Я поворачиваю налево, за угол какого-то не то склепа, не то мавзолея, и вижу ее прямо перед собой. Она протягивает ко мне холодные руки, окутанные полуистлевшим саваном, и улыбается — уголки ее рта приподнимаются кверху, но глаза остаются мглистыми, мертвыми. Ее ладони шарят по моим ногам, ногти пронзают подошвы, скребут ступни. Одна из ладоней пролезает под мои джинсы, и голень пронизывает ледяная боль.
Я обращаюсь в бегство, а вслед мне несется тонкий вой, похожий на визг младенцев или котов, бьющихся за самку. Я прорываюсь сквозь калитку в город и вижу дома и улицы, размазанные усталостью и страхом.

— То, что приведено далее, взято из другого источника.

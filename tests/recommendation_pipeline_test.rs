use httpmock::prelude::*;
use muji::domain::model::{Coordinates, ListenerContext, RecommendationRequest};
use muji::domain::ports::ConfigProvider;
use muji::utils::validation::Validate;
use muji::{
    ContextAssembler, HttpRecommendationClient, HttpWeatherClient, MujiError,
    RecommendationEngine, TomlConfig,
};

fn config_for(server: &MockServer) -> TomlConfig {
    let toml_content = format!(
        r#"
[weather]
endpoint = "{}"
api_key = "weather-key"

[recommendation]
endpoint = "{}"
api_key = "sk-test"
model = "gpt-3.5-turbo"
"#,
        server.url("/data/3.0/onecall"),
        server.url("/v1/chat/completions")
    );

    let config = TomlConfig::from_toml_str(&toml_content).unwrap();
    config.validate().unwrap();
    config
}

fn engine_for(
    config: &TomlConfig,
) -> RecommendationEngine<HttpWeatherClient, HttpRecommendationClient> {
    RecommendationEngine::new(
        HttpWeatherClient::from_config(config).unwrap(),
        HttpRecommendationClient::from_config(config).unwrap(),
    )
}

fn completion(content: &str) -> serde_json::Value {
    serde_json::json!({
        "choices": [
            {"index": 0, "message": {"role": "assistant", "content": content}}
        ]
    })
}

fn seoul_context() -> ListenerContext {
    ListenerContext {
        coordinates: Coordinates::new(37.56, 126.97),
        location: "서울".to_string(),
        emotion: "😄".to_string(),
        age: 25,
        genre: "jazz".to_string(),
    }
}

#[tokio::test]
async fn test_end_to_end_request_yields_three_songs() {
    let server = MockServer::start();
    let config = config_for(&server);

    let request = RecommendationRequest {
        location: "Seoul".to_string(),
        weather_description: "rain, 12.30℃".to_string(),
        emotion: "joy".to_string(),
        age: 25,
        genre: "jazz".to_string(),
    };
    let prompt = ContextAssembler::assemble(&request);

    let llm_mock = server.mock(|when, then| {
        when.method(POST)
            .path("/v1/chat/completions")
            .header("authorization", "Bearer sk-test")
            .body_contains("Seoul")
            .body_contains("jazz");
        then.status(200)
            .header("Content-Type", "application/json")
            .json_body(completion("A - One\nB - Two\nC - Three"));
    });

    let engine = engine_for(&config);
    let recommendation = engine.recommend_for(&request).await.unwrap();

    llm_mock.assert();
    assert_eq!(recommendation.prompt, prompt);
    let lines: Vec<_> = recommendation
        .songs
        .iter()
        .map(|song| song.display_line.as_str())
        .collect();
    assert_eq!(lines, vec!["A - One", "B - Two", "C - Three"]);
}

#[tokio::test]
async fn test_full_run_uses_weather_in_prompt() {
    let server = MockServer::start();
    let config = config_for(&server);

    let weather_mock = server.mock(|when, then| {
        when.method(GET)
            .path("/data/3.0/onecall")
            .query_param("lat", "37.56")
            .query_param("lon", "126.97")
            .query_param("lang", "kr")
            .query_param("appid", "weather-key");
        then.status(200)
            .header("Content-Type", "application/json")
            .json_body(serde_json::json!({
                "current": {"feels_like": 285.45, "weather": [{"description": "비"}]}
            }));
    });

    let llm_mock = server.mock(|when, then| {
        when.method(POST)
            .path("/v1/chat/completions")
            .body_contains("12.30");
        then.status(200)
            .header("Content-Type", "application/json")
            .json_body(completion("  IU - Rain Drop  \n\nZion.T - Snow\n"));
    });

    let engine = engine_for(&config);
    let recommendation = engine.run(&seoul_context()).await.unwrap();

    weather_mock.assert();
    llm_mock.assert();
    assert_eq!(
        recommendation.request.weather_description,
        "현재 날씨는 '비', 체감 온도는 12.30℃."
    );
    assert_eq!(recommendation.songs.len(), 2);
    assert_eq!(recommendation.songs[0].display_line, "IU - Rain Drop");
    assert_eq!(
        recommendation.songs[1].artist_and_title(),
        Some(("Zion.T", "Snow"))
    );
}

#[tokio::test]
async fn test_recommendation_transport_failure_is_single_attempt() {
    let server = MockServer::start();
    let config = config_for(&server);

    let llm_mock = server.mock(|when, then| {
        when.method(POST).path("/v1/chat/completions");
        then.status(500).body("internal error");
    });

    let engine = engine_for(&config);
    let request = RecommendationRequest {
        location: "Seoul".to_string(),
        weather_description: "rain, 12.30℃".to_string(),
        emotion: "joy".to_string(),
        age: 25,
        genre: "jazz".to_string(),
    };

    let err = engine.recommend_for(&request).await.unwrap_err();

    llm_mock.assert_hits(1);
    assert!(matches!(err, MujiError::TransportError { .. }));
    assert!(err.is_recoverable());
}

#[tokio::test]
async fn test_weather_decoding_failure_skips_recommendation() {
    let server = MockServer::start();
    let config = config_for(&server);

    let weather_mock = server.mock(|when, then| {
        when.method(GET).path("/data/3.0/onecall");
        then.status(200)
            .header("Content-Type", "application/json")
            .body("{\"current\": ");
    });
    let llm_mock = server.mock(|when, then| {
        when.method(POST).path("/v1/chat/completions");
        then.status(200).json_body(completion("A - One"));
    });

    let engine = engine_for(&config);
    let err = engine.run(&seoul_context()).await.unwrap_err();

    weather_mock.assert_hits(1);
    llm_mock.assert_hits(0);
    assert!(matches!(err, MujiError::DecodingError { ref service, .. } if service == "weather"));
}

#[tokio::test]
async fn test_empty_completion_is_empty_recommendation() {
    let server = MockServer::start();
    let config = config_for(&server);

    server.mock(|when, then| {
        when.method(POST).path("/v1/chat/completions");
        then.status(200).json_body(completion(""));
    });

    let engine = engine_for(&config);
    let request = RecommendationRequest {
        location: "Busan".to_string(),
        weather_description: "clear".to_string(),
        emotion: "calm".to_string(),
        age: 0,
        genre: "ambient".to_string(),
    };

    let recommendation = engine.recommend_for(&request).await.unwrap();
    assert!(recommendation.is_empty());
}

#[test]
fn test_missing_credential_fails_before_any_request() {
    let toml_content = r#"
[weather]
api_key = "weather-key"

[recommendation]
api_key = "${MUJI_PIPELINE_TEST_UNSET_KEY}"
"#;

    let config = TomlConfig::from_toml_str(toml_content).unwrap();

    let err = config.validate().unwrap_err();
    assert!(matches!(err, MujiError::MissingConfigError { .. }));
    assert!(!err.is_recoverable());

    let err = HttpRecommendationClient::from_config(&config).unwrap_err();
    assert!(matches!(err, MujiError::MissingConfigError { .. }));
    assert_eq!(config.recommendation_api_key(), "${MUJI_PIPELINE_TEST_UNSET_KEY}");
}
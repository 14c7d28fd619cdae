pub mod context;
pub mod engine;
pub mod events;
pub mod journal;
pub mod parser;

pub use crate::domain::model::{Recommendation, RecommendationRequest, RecommendedSong};
pub use crate::domain::ports::{ConfigProvider, RecommendationClient, Storage, WeatherProvider};
pub use crate::utils::error::Result;
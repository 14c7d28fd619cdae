use crate::app::http::send_once;
use crate::domain::ports::{ConfigProvider, RecommendationClient};
use crate::utils::error::{MujiError, Result};
use crate::utils::validation::{validate_credential, validate_non_empty_string, validate_url};
use async_trait::async_trait;
use reqwest::Client;
use serde::{Deserialize, Serialize};
use std::time::Duration;

pub const RECOMMENDATION_SERVICE: &str = "recommendation";
pub const DEFAULT_SYSTEM_PROMPT: &str = "You're a helpful assistant";

/// Chat completion 推薦客戶端
///
/// 金鑰在建構時檢查，缺少時直接回傳設定錯誤。每次 `recommend` 只發出一個請求。
#[derive(Clone)]
pub struct HttpRecommendationClient {
    endpoint: String,
    api_key: String,
    model: String,
    system_prompt: String,
    timeout: Option<Duration>,
    client: Client,
}

impl std::fmt::Debug for HttpRecommendationClient {
    fn fmt(&self, f: &mut std::fmt::Formatter<'_>) -> std::fmt::Result {
        f.debug_struct("HttpRecommendationClient")
            .field("endpoint", &self.endpoint)
            .field("model", &self.model)
            .field("timeout", &self.timeout)
            .field("api_key", &"[REDACTED]")
            .finish()
    }
}

impl HttpRecommendationClient {
    pub fn new(endpoint: &str, api_key: &str, model: &str) -> Result<Self> {
        validate_url("recommendation.endpoint", endpoint)?;
        validate_credential("recommendation.api_key", api_key)?;
        validate_non_empty_string("recommendation.model", model)?;

        Ok(Self {
            endpoint: endpoint.to_string(),
            api_key: api_key.trim().to_string(),
            model: model.to_string(),
            system_prompt: DEFAULT_SYSTEM_PROMPT.to_string(),
            timeout: None,
            client: Client::new(),
        })
    }

    pub fn with_system_prompt(mut self, system_prompt: &str) -> Self {
        self.system_prompt = system_prompt.to_string();
        self
    }

    pub fn with_timeout(mut self, timeout_seconds: Option<u64>) -> Self {
        self.timeout = timeout_seconds.map(Duration::from_secs);
        self
    }

    pub fn from_config<C: ConfigProvider>(config: &C) -> Result<Self> {
        let client = Self::new(
            config.recommendation_endpoint(),
            config.recommendation_api_key(),
            config.recommendation_model(),
        )?
        .with_timeout(config.recommendation_timeout_seconds());

        Ok(match config.system_prompt() {
            Some(system_prompt) => client.with_system_prompt(system_prompt),
            None => client,
        })
    }
}

#[derive(Debug, Serialize)]
struct ChatRequest<'a> {
    model: &'a str,
    messages: Vec<ChatMessage<'a>>,
}

#[derive(Debug, Serialize)]
struct ChatMessage<'a> {
    role: &'a str,
    content: &'a str,
}

#[derive(Debug, Deserialize)]
struct ChatResponse {
    #[serde(default)]
    choices: Vec<ChatChoice>,
}

#[derive(Debug, Deserialize)]
struct ChatChoice {
    message: ChatReply,
}

#[derive(Debug, Deserialize)]
struct ChatReply {
    #[serde(default)]
    content: Option<String>,
}

pub(crate) fn decode_completion(body: &str) -> Result<String> {
    let response: ChatResponse = serde_json::from_str(body)
        .map_err(|e| MujiError::decoding(RECOMMENDATION_SERVICE, e.to_string()))?;

    response
        .choices
        .into_iter()
        .next()
        .map(|choice| choice.message.content.unwrap_or_default())
        .ok_or_else(|| MujiError::decoding(RECOMMENDATION_SERVICE, "response contains no choices"))
}

#[async_trait]
impl RecommendationClient for HttpRecommendationClient {
    async fn recommend(&self, prompt: &str) -> Result<String> {
        let body = ChatRequest {
            model: &self.model,
            messages: vec![
                ChatMessage {
                    role: "system",
                    content: &self.system_prompt,
                },
                ChatMessage {
                    role: "user",
                    content: prompt,
                },
            ],
        };

        tracing::debug!(
            "Making recommendation request to: {} (model {})",
            self.endpoint,
            self.model
        );

        let request = self
            .client
            .post(&self.endpoint)
            .bearer_auth(&self.api_key)
            .json(&body);

        let text = send_once(RECOMMENDATION_SERVICE, request, self.timeout).await?;
        decode_completion(&text)
    }
}
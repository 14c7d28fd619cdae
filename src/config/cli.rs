use crate::domain::ports::Storage;
use crate::utils::error::Result;
use std::path::{Path, PathBuf};

#[derive(Debug, Clone)]
pub struct LocalStorage {
    base_path: PathBuf,
}

impl LocalStorage {
    pub fn new(base_path: impl Into<PathBuf>) -> Self {
        Self {
            base_path: base_path.into(),
        }
    }

    pub fn base_path(&self) -> &Path {
        &self.base_path
    }
}

impl Storage for LocalStorage {
    async fn read_file(&self, path: &str) -> Result<Vec<u8>> {
        let full_path = self.base_path.join(path);
        let data = tokio::fs::read(full_path).await?;
        Ok(data)
    }

    async fn write_file(&self, path: &str, data: &[u8]) -> Result<()> {
        let full_path = self.base_path.join(path);

        if let Some(parent) = full_path.parent() {
            tokio::fs::create_dir_all(parent).await?;
        }

        // 先寫暫存檔再改名，中斷時舊檔保持完整
        let mut temp_name = full_path.clone().into_os_string();
        temp_name.push(".tmp");
        let temp_path = PathBuf::from(temp_name);

        tokio::fs::write(&temp_path, data).await?;
        tokio::fs::rename(&temp_path, &full_path).await?;
        Ok(())
    }
}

И наконец усталость берет верх над ужасом, я валюсь на тротуар и понимаю, что мне нечем дышать. Голова моя кружится, перед глазами все плывет, как у пьяного, а потом на меня наваливается тьма.
Глава 5
Я просыпаюсь в постели, в голове моей клубятся обрывки мыслей и воспоминаний, в ушах отдается стук сердца. Горло пересохло, но сам я весь в поту и наволочка под моей головой влажная. Я поворачиваюсь к часам у кровати: 2.30, а сна ни в одном глазу. Пройдя в ванную комнату, я выпиваю стакан воды, снова наполняю его, возвращаюсь и сажусь на краешек кровати — подождать, когда организм успокоится.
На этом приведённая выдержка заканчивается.